> [Your task]
Every line of the records below that has the word "crate" should be copied.
※ ※ ※
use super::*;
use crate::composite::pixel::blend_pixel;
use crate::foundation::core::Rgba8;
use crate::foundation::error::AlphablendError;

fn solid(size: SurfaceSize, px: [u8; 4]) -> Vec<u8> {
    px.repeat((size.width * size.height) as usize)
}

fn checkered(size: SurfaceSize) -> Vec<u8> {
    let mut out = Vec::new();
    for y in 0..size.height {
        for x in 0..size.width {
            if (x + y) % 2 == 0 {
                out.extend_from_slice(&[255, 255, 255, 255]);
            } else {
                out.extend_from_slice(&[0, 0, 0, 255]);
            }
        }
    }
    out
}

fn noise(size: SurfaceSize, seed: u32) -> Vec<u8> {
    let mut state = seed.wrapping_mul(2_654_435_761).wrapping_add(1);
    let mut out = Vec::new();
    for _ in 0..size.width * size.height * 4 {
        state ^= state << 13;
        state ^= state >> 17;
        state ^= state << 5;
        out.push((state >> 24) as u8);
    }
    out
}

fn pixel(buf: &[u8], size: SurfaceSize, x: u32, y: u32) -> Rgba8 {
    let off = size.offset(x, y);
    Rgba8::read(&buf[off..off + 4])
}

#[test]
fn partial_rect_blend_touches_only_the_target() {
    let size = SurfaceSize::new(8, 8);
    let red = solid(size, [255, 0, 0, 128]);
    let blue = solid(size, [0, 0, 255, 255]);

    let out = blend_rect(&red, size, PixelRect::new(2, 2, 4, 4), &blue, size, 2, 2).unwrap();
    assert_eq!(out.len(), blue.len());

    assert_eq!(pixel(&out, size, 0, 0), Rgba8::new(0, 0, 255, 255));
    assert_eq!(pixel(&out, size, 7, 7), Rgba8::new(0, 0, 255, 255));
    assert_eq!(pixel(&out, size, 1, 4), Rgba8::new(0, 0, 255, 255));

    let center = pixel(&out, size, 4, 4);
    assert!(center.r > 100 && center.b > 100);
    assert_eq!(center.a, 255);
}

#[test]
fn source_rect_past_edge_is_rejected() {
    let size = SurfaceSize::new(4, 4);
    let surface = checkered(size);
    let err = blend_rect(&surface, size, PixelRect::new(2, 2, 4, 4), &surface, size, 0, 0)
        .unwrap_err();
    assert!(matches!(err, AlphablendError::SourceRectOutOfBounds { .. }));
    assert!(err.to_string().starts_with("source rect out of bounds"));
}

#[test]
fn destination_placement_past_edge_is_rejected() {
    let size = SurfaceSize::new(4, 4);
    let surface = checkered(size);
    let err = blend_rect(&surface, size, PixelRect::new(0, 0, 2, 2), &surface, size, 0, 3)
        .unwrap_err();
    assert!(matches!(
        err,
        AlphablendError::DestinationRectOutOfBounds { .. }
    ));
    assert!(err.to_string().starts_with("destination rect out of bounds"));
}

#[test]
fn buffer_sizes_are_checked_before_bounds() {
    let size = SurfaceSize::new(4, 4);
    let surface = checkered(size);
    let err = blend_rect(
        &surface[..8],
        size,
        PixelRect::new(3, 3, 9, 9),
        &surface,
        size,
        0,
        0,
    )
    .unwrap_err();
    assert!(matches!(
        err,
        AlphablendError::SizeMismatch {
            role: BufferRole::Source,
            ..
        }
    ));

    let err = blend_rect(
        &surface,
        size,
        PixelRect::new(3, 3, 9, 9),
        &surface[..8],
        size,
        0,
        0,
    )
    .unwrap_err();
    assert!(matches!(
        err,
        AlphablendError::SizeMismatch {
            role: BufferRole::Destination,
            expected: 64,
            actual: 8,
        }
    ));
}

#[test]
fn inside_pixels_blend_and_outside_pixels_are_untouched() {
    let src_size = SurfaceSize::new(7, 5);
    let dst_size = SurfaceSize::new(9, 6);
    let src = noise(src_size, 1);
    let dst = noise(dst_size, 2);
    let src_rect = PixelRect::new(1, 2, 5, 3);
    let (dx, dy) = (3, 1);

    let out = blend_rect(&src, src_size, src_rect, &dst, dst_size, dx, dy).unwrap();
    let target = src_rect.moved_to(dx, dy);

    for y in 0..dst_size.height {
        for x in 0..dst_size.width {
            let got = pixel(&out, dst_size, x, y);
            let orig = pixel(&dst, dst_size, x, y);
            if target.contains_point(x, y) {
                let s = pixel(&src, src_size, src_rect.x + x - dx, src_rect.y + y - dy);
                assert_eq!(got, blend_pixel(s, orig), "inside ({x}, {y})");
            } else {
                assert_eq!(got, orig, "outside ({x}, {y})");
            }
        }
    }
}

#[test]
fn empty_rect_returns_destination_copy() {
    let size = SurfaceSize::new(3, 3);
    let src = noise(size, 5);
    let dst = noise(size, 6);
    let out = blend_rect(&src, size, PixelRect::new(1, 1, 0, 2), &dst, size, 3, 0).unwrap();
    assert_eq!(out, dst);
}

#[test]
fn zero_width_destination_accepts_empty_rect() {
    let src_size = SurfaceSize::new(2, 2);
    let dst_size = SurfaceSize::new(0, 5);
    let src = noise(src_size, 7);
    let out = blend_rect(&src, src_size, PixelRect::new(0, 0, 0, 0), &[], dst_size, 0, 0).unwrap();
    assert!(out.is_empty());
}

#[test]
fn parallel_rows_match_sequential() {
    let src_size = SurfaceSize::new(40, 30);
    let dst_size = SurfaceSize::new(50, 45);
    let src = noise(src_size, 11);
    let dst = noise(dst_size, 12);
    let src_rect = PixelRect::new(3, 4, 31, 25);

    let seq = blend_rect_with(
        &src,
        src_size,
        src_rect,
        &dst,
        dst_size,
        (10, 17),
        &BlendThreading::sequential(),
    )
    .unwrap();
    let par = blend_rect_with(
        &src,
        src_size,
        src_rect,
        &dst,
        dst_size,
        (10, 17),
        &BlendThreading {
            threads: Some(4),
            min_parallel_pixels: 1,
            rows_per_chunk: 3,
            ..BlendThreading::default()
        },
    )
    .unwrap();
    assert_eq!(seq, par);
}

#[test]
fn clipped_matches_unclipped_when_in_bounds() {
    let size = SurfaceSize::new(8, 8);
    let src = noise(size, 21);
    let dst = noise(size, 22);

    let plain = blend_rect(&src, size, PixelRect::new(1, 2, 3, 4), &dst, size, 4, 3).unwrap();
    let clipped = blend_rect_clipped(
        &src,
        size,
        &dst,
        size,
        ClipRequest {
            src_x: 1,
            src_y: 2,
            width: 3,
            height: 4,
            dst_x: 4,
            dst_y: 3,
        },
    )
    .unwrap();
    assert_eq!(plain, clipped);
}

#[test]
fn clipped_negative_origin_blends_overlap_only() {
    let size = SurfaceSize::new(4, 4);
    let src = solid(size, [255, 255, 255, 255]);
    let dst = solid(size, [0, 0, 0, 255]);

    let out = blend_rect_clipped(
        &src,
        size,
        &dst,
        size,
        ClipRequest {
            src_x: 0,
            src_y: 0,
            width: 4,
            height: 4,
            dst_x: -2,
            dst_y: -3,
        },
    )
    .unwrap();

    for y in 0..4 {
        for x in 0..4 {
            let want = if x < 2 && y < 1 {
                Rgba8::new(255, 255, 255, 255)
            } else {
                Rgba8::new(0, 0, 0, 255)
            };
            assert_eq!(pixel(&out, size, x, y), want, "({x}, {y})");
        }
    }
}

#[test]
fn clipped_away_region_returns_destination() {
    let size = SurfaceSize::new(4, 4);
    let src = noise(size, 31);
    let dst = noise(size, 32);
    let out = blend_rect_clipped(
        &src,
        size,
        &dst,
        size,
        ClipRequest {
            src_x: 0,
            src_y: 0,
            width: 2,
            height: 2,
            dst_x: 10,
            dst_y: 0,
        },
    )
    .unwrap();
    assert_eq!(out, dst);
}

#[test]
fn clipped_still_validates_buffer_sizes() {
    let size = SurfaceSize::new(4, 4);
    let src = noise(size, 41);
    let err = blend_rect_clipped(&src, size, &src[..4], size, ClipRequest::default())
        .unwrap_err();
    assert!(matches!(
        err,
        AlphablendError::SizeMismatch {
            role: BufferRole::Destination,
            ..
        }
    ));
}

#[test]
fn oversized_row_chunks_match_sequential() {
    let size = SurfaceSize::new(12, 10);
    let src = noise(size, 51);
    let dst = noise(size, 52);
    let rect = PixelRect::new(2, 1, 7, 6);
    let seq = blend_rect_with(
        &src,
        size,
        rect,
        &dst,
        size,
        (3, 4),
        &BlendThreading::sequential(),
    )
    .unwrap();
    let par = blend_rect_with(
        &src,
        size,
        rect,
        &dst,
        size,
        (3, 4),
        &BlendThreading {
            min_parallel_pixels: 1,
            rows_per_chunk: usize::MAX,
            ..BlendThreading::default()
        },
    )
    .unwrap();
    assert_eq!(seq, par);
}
※ ※ ※
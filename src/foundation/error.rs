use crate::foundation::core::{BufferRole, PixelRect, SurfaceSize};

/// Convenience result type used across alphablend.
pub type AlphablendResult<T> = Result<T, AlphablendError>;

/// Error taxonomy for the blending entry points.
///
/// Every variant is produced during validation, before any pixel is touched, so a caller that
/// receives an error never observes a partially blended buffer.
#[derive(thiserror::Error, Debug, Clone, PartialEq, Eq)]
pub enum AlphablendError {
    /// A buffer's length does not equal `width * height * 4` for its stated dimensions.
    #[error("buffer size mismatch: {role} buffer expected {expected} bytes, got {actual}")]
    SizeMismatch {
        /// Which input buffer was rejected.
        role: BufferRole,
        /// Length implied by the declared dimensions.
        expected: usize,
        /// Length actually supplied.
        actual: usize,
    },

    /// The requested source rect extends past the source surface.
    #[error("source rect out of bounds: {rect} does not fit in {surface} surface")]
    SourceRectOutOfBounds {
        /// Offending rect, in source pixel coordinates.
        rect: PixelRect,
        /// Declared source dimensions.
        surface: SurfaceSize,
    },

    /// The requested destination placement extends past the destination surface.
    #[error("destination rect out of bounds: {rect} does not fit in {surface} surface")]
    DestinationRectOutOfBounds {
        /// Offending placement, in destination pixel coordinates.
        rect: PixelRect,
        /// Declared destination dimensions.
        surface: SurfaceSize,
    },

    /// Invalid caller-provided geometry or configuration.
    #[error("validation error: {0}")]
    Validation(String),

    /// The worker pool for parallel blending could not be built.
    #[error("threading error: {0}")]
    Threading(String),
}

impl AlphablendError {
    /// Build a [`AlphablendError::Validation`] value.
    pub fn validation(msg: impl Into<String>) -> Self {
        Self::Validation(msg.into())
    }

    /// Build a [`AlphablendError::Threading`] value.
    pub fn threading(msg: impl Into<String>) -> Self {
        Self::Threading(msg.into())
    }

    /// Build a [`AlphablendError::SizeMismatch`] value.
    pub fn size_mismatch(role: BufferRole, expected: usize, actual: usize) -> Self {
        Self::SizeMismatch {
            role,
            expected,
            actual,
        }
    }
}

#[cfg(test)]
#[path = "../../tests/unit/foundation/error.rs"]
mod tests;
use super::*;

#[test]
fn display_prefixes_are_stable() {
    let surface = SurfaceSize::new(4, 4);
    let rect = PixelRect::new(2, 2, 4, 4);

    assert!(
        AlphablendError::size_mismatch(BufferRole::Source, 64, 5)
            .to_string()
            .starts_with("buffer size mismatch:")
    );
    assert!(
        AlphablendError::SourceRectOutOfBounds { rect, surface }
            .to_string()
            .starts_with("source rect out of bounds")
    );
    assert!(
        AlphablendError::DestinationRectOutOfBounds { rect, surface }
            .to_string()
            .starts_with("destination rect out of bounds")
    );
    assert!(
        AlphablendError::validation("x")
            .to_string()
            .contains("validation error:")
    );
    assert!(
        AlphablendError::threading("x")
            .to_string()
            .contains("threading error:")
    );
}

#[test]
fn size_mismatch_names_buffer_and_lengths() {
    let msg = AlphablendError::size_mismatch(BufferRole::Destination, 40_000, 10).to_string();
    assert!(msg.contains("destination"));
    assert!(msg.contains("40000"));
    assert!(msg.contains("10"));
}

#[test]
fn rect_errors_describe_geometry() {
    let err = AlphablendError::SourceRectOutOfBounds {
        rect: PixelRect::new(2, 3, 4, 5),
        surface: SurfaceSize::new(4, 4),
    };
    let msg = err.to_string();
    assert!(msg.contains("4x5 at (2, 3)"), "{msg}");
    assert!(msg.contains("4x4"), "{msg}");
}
※ ※ ※
> [Task solution]
use crate::composite::pixel::blend_pixel;
use crate::foundation::core::Rgba8;
use crate::foundation::error::AlphablendError;
use crate::foundation::core::{BufferRole, PixelRect, SurfaceSize};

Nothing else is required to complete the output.